NEUCHÂTEL | Patinoire pleine à craquer pour accueillir la star tourmentée

Le 15 décembre 2003
Par Alexandre Caldara

Le chanteur rebelle et engagé a trouvé un nouveau public, mais ses cordes vocales souffrent sérieusement. Le sentiment est mitigé entre souvenirs et réalité.

On est un peu surpris par le public composé de beaucoup de jeunes gens plus vraiment rebelles. Plutôt looké pour sortir en boîte que pour écouter les chansonnettes militantes de Renaud Séchan, un verre de pastis dans une main, une pétition dans l’autre. La Patinoire du Littoral, à Neuchâtel, est pleine à craquer ce samedi soir, le public frappe des mains. Ce public plus formaté par la chaîne de télévision américaine MTV que par la fête de l’Huma tranche un peu avec le décor toujours aussi bal populaire de la scène. Un arbre, l’hôtel de la nuit, le bistrot de Renard et les bons vieux complices musiciens emmenés par le toujours fidèle Jean-Pierre «Titi» Bucolo.

Clope et perfecto

Un air d’accordéon et l’on pourra revivre les sensations du bon vieux temps, ou plutôt avoir les sensations de les revivre, car la carte postale a tout de même subi les outrages de la vie et des verres d’alcool renversés. Le papier à musique a jauni, les rides apparaissent et le vague à l’âme n’a pas vraiment quitté notre sombre héros. Ses cordes vocales, elles, semblent sérieusement abîmées. Pourtant malgré tous les avatars de l’existence, Renaud reste notre ami, notre frérot, notre pote, celui qui a colorié notre adolescence de ses refrains engagés et de ses ritournelles amoureuses. Il porte toujours le perfecto et va bientôt allumer une clope. La dégaine reste la même. On a envie alors de se boucher les oreilles et de l’entendre comme au bon vieux temps. Parce qu’on l’aime ce mec-là et que c’est pas parce qu’il n’est pas au mieux de sa forme que l’on va arrêter de l’aimer.

Vieilles rengaines

Il commence par le tube de sa résurrection «Mister Renard». Et enchaîne bien vite par une des tirades dont il a le secret sur la longueur de ses spectacles et sur le dilemme de ses dernières années le combat entre Renaud et Renard. «J’aime bien vous énerver», conclut-il avec son esprit canaille. Il poursuit avec une petite chanson manifeste pour Noël Gaudin et contre Bernard-Henri Lévy «L’entarté». Et puis arriveront ces vieilles rengaines qui nous font tous rêver, Renaud sait que certains les attendent: «Vous êtes comme mon guitariste Titi, vous préférez les vieilles.» Les sorties sont excellentes mais sentent un peu le réchauffé, en mai à l’Arena de Genève cela y ressemblait furieusement.

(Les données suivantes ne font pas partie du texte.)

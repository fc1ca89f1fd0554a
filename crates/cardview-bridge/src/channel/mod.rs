//! The bridge channel: typed send with transport fallback, and inbound
//! dispatch to a single replaceable callback.

use std::sync::{Arc, Mutex};

use tracing::{debug, info, warn};

use crate::events::{EventSurface, Listener, MessageData};
use crate::message::{Envelope, Message};
use crate::transport::{HostBridges, Transport, DEFAULT_WEBKIT_HANDLER};

mod inbound;
mod subscription;

pub use inbound::parse_inbound;
pub use subscription::{Subscription, SubscriptionState};

/// Callback invoked with every successfully parsed inbound envelope.
pub type MessageCallback = Arc<dyn Fn(&Envelope) + Send + Sync>;

/// Tunables for a channel.
#[derive(Debug, Clone)]
pub struct BridgeSettings {
    /// Name under `webkit.messageHandlers` to post to.
    pub webkit_handler: String,
    /// Log unsent messages at info level when no transport is present.
    pub log_fallback: bool,
}

impl Default for BridgeSettings {
    fn default() -> Self {
        Self {
            webkit_handler: DEFAULT_WEBKIT_HANDLER.to_string(),
            log_fallback: true,
        }
    }
}

/// Best-effort messaging with the native host.
///
/// Cloning is cheap; clones share the host bridges and the callback slot.
#[derive(Clone)]
pub struct BridgeChannel {
    bridges: Arc<Mutex<HostBridges>>,
    callback: Arc<Mutex<Option<MessageCallback>>>,
    settings: Arc<BridgeSettings>,
}

impl BridgeChannel {
    pub fn new(bridges: HostBridges) -> Self {
        Self::with_settings(bridges, BridgeSettings::default())
    }

    pub fn with_settings(bridges: HostBridges, settings: BridgeSettings) -> Self {
        Self {
            bridges: Arc::new(Mutex::new(bridges)),
            callback: Arc::new(Mutex::new(None)),
            settings: Arc::new(settings),
        }
    }

    /// Replace the host globals, e.g. once a native shell has injected them.
    pub fn set_bridges(&self, bridges: HostBridges) {
        if let Ok(mut current) = self.bridges.lock() {
            *current = bridges;
        }
    }

    /// The transport the next send would use.
    pub fn transport(&self) -> Transport {
        match self.bridges.lock() {
            Ok(bridges) => Transport::probe(&bridges, &self.settings.webkit_handler),
            Err(_) => Transport::Absent,
        }
    }

    /// Stamp, serialize and post a message through the first available
    /// transport. Never fails: a missing host degrades to a log line and a
    /// transport error is logged and dropped.
    pub fn send(&self, message: Message) {
        let envelope = Envelope::new(message);
        let kind = envelope.kind();

        let json = match envelope.to_json() {
            Ok(json) => json,
            Err(e) => {
                warn!(%kind, error = %e, "bridge message could not be serialized");
                return;
            }
        };

        let transport = self.transport();
        match transport.handle() {
            Some(handle) => {
                debug!(%kind, transport = %transport.kind(), "bridge message sent");
                if let Err(e) = handle.post_message(&json) {
                    warn!(%kind, transport = %transport.kind(), error = %e, "bridge delivery failed");
                }
            }
            None if self.settings.log_fallback => {
                info!(%kind, message = %json, "bridge message (dev mode, no native host)");
            }
            None => {
                debug!(%kind, "bridge message dropped, no native host");
            }
        }
    }

    /// Tell the host the page has mounted.
    pub fn notify_ready(&self) {
        self.send(Message::Ready);
    }

    pub fn notify_card_selected(&self, card_id: &str) {
        self.send(Message::card_selected(card_id));
    }

    pub fn notify_card_action(&self, card_id: &str, action: &str) {
        self.send(Message::card_action(card_id, action));
    }

    pub fn notify_error(&self, error: &str) {
        self.send(Message::error(error));
    }

    /// Ask the host for a data set, e.g. `"cards"`.
    pub fn request_data(&self, data_type: &str) {
        self.send(Message::data_request(data_type));
    }

    /// Register the inbound callback, replacing any previous one.
    /// Existing subscriptions pick it up without re-subscribing.
    pub fn on_message<F>(&self, callback: F)
    where
        F: Fn(&Envelope) + Send + Sync + 'static,
    {
        if let Ok(mut slot) = self.callback.lock() {
            *slot = Some(Arc::new(callback));
        }
    }

    pub fn clear_callback(&self) {
        if let Ok(mut slot) = self.callback.lock() {
            *slot = None;
        }
    }

    /// Attach one shared handler to every surface. Dropping or calling
    /// [`Subscription::unsubscribe`] removes exactly these registrations.
    pub fn listen(&self, surfaces: &[Arc<dyn EventSurface>]) -> Subscription {
        let channel = self.clone();
        let handler: Listener = Arc::new(move |data: &MessageData| channel.handle_inbound(data));

        let registrations = surfaces
            .iter()
            .map(|surface| {
                let id = surface.add_listener(Arc::clone(&handler));
                (Arc::clone(surface), id)
            })
            .collect();

        Subscription::new(registrations)
    }

    /// Parse one inbound event and hand it to the current callback.
    /// Malformed data is logged and dropped.
    pub fn handle_inbound(&self, data: &MessageData) {
        let envelope = match parse_inbound(data) {
            Ok(envelope) => envelope,
            Err(e) => {
                warn!(error = %e, "inbound bridge message rejected");
                return;
            }
        };

        // Cloned out so the callback may re-register without deadlocking.
        let callback = self.callback.lock().ok().and_then(|slot| slot.clone());
        match callback {
            Some(callback) => {
                debug!(kind = %envelope.kind(), "inbound bridge message dispatched");
                callback(&envelope);
            }
            None => debug!(kind = %envelope.kind(), "inbound bridge message, no callback"),
        }
    }
}

#[cfg(test)]
mod tests;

Sur «Germaine», le chanteur retrouve enfin sa gouaille d’antan, on prend du plaisir et la salle se met à valser. L’exercice est beaucoup plus laborieux sur «Miss Maggie» et «Mistral gagnant». Le tempo prend de vilaines torgnoles dans la tronche et les paroles restent bloquées dans une gorge un peu trop engorgée par le tabac et la vie qui passe. Une vie qui revit si l’on en croit Renaud grâce à Romane son nouvel amour qu’il évoquera plusieurs fois sur scène comme pour repousser les vilains fantômes. Pour finir il enchaîne avec «Manu», «Mon bistrot préféré», «Dès que le vent soufflera» et «Mon HLM», comme pour laisser à tout le monde un coin de plaisir dans la tête.